- [Task]
Each of the records below must be reproduced verbatim.

- [Dataset entries]
-.-.-

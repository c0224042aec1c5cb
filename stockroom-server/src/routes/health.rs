//! Health check route

use axum::extract::State;
use axum::routing::get;
use axum::{Json, Router};
use serde::Serialize;

use crate::state::AppState;

pub fn router() -> Router<AppState> {
    Router::new().route("/health", get(health_check))
}

#[derive(Serialize)]
struct HealthResponse {
    status: &'static str,
    version: &'static str,
    uptime_seconds: u64,
}

/// GET /health - Health check endpoint
async fn health_check(State(state): State<AppState>) -> Json<HealthResponse> {
    Json(HealthResponse {
        status: "ok",
        version: env!("CARGO_PKG_VERSION"),
        uptime_seconds: state.uptime().as_secs(),
    })
}

#[cfg(test)]
mod tests {
    use axum::body::{to_bytes, Body};
    use axum::http::{Request, StatusCode};
    use tower::ServiceExt;

    use stockroom_core::{ConnectionConfig, Database, Profile};

    use crate::state::AppState;

    #[tokio::test]
    async fn health_answers_without_touching_the_store() {
        let state = AppState::new(
            Database::new(ConnectionConfig::from_env(Profile::Server)),
            false,
        );
        let app = crate::build_router(state);

        let request = Request::builder()
            .uri("/health")
            .body(Body::empty())
            .unwrap();
        let response = app.oneshot(request).await.unwrap();

        assert_eq!(response.status(), StatusCode::OK);
        let bytes = to_bytes(response.into_body(), usize::MAX).await.unwrap();
        let body: serde_json::Value = serde_json::from_slice(&bytes).unwrap();
        assert_eq!(body["status"], "ok");
    }
}
//! Idle pool reclamation.
//!
//! A serverless execution context can sit frozen for minutes between
//! invocations; holding open connections across that dormancy starves the
//! database. After each completed unit of work the caller consults this
//! policy, which tears the pool down once it has been idle long enough.

use tokio::time::Duration;

use crate::pool::PoolManager;

/// Pool-level idle threshold before reclamation kicks in.
pub const DEFAULT_IDLE_RECLAIM_THRESHOLD: Duration = Duration::from_millis(60_000);

/// Close and discard the pool if it has been idle past `idle_threshold`.
///
/// Never fails: the invocation that triggered the check must not be
/// affected by reclamation problems, so anything unexpected is logged and
/// swallowed. Closing waits for checked-out connections to come back, so
/// legitimately in-flight work drains rather than aborts.
///
/// Only call this between units of work. Its safety rests on the platform
/// running one invocation at a time per execution context; a platform that
/// overlaps invocations on one process would need an active-lease count
/// before the pool could be closed here.
pub async fn reclaim_if_idle(manager: &PoolManager, idle_threshold: Duration) {
    let idle_for = manager.idle_for();
    if idle_for < idle_threshold {
        return;
    }

    let Some(pool) = manager.take_pool().await else {
        return;
    };

    tracing::info!(
        idle_ms = idle_for.as_millis() as u64,
        "reclaiming idle connection pool"
    );
    pool.close().await;
}

#[cfg(test)]
mod tests {
    use super::*;
    use crate::config::{ConnectionConfig, Profile};

    fn test_manager() -> PoolManager {
        PoolManager::new(ConnectionConfig::from_env(Profile::Serverless))
    }

    #[tokio::test(start_paused = true)]
    async fn reclaims_after_idle_threshold() {
        let manager = test_manager();
        manager.acquire_pool().await;

        tokio::time::sleep(Duration::from_millis(150)).await;
        reclaim_if_idle(&manager, Duration::from_millis(100)).await;
        assert!(!manager.has_pool().await);

        // The next acquisition builds a fresh, distinct pool.
        manager.acquire_pool().await;
        assert_eq!(manager.pools_built(), 2);
    }

    #[tokio::test(start_paused = true)]
    async fn leaves_a_recently_used_pool_alone() {
        let manager = test_manager();
        manager.acquire_pool().await;

        tokio::time::sleep(Duration::from_millis(50)).await;
        reclaim_if_idle(&manager, Duration::from_millis(100)).await;

        assert!(manager.has_pool().await);
        assert_eq!(manager.pools_built(), 1);
    }

    #[tokio::test(start_paused = true)]
    async fn without_a_pool_the_check_is_a_no_op() {
        let manager = test_manager();

        tokio::time::sleep(Duration::from_millis(150)).await;
        reclaim_if_idle(&manager, Duration::from_millis(100)).await;

        assert!(!manager.has_pool().await);
        assert_eq!(manager.pools_built(), 0);
    }
}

-.-.-

- [Output of the task]
repository c0224042aec1c5cb
filename stockroom-server/src/routes/health.rs
//! Health check route

use axum::extract::State;
use axum::routing::get;
use axum::{Json, Router};
use serde::Serialize;

use crate::state::AppState;

pub fn router() -> Router<AppState> {
    Router::new().route("/health", get(health_check))
}

#[derive(Serialize)]
struct HealthResponse {
    status: &'static str,
    version: &'static str,
    uptime_seconds: u64,
}

/// GET /health - Health check endpoint
async fn health_check(State(state): State<AppState>) -> Json<HealthResponse> {
    Json(HealthResponse {
        status: "ok",
        version: env!("CARGO_PKG_VERSION"),
        uptime_seconds: state.uptime().as_secs(),
    })
}

#[cfg(test)]
mod tests {
    use axum::body::{to_bytes, Body};
    use axum::http::{Request, StatusCode};
    use tower::ServiceExt;

    use stockroom_core::{ConnectionConfig, Database, Profile};

    use crate::state::AppState;

    #[tokio::test]
    async fn health_answers_without_touching_the_store() {
        let state = AppState::new(
            Database::new(ConnectionConfig::from_env(Profile::Server)),
            false,
        );
        let app = crate::build_router(state);

        let request = Request::builder()
            .uri("/health")
            .body(Body::empty())
            .unwrap();
        let response = app.oneshot(request).await.unwrap();

        assert_eq!(response.status(), StatusCode::OK);
        let bytes = to_bytes(response.into_body(), usize::MAX).await.unwrap();
        let body: serde_json::Value = serde_json::from_slice(&bytes).unwrap();
        assert_eq!(body["status"], "ok");
    }
}
//! Idle pool reclamation.
//!
//! A serverless execution context can sit frozen for minutes between
//! invocations; holding open connections across that dormancy starves the
//! database. After each completed unit of work the caller consults this
//! policy, which tears the pool down once it has been idle long enough.

use tokio::time::Duration;

use crate::pool::PoolManager;

/// Pool-level idle threshold before reclamation kicks in.
pub const DEFAULT_IDLE_RECLAIM_THRESHOLD: Duration = Duration::from_millis(60_000);

/// Close and discard the pool if it has been idle past `idle_threshold`.
///
/// Never fails: the invocation that triggered the check must not be
/// affected by reclamation problems, so anything unexpected is logged and
/// swallowed. Closing waits for checked-out connections to come back, so
/// legitimately in-flight work drains rather than aborts.
///
/// Only call this between units of work. Its safety rests on the platform
/// running one invocation at a time per execution context; a platform that
/// overlaps invocations on one process would need an active-lease count
/// before the pool could be closed here.
pub async fn reclaim_if_idle(manager: &PoolManager, idle_threshold: Duration) {
    let idle_for = manager.idle_for();
    if idle_for < idle_threshold {
        return;
    }

    let Some(pool) = manager.take_pool().await else {
        return;
    };

    tracing::info!(
        idle_ms = idle_for.as_millis() as u64,
        "reclaiming idle connection pool"
    );
    pool.close().await;
}

#[cfg(test)]
mod tests {
    use super::*;
    use crate::config::{ConnectionConfig, Profile};

    fn test_manager() -> PoolManager {
        PoolManager::new(ConnectionConfig::from_env(Profile::Serverless))
    }

    #[tokio::test(start_paused = true)]
    async fn reclaims_after_idle_threshold() {
        let manager = test_manager();
        manager.acquire_pool().await;

        tokio::time::sleep(Duration::from_millis(150)).await;
        reclaim_if_idle(&manager, Duration::from_millis(100)).await;
        assert!(!manager.has_pool().await);

        // The next acquisition builds a fresh, distinct pool.
        manager.acquire_pool().await;
        assert_eq!(manager.pools_built(), 2);
    }

    #[tokio::test(start_paused = true)]
    async fn leaves_a_recently_used_pool_alone() {
        let manager = test_manager();
        manager.acquire_pool().await;

        tokio::time::sleep(Duration::from_millis(50)).await;
        reclaim_if_idle(&manager, Duration::from_millis(100)).await;

        assert!(manager.has_pool().await);
        assert_eq!(manager.pools_built(), 1);
    }

    #[tokio::test(start_paused = true)]
    async fn without_a_pool_the_check_is_a_no_op() {
        let manager = test_manager();

        tokio::time::sleep(Duration::from_millis(150)).await;
        reclaim_if_idle(&manager, Duration::from_millis(100)).await;

        assert!(!manager.has_pool().await);
        assert_eq!(manager.pools_built(), 0);
    }
}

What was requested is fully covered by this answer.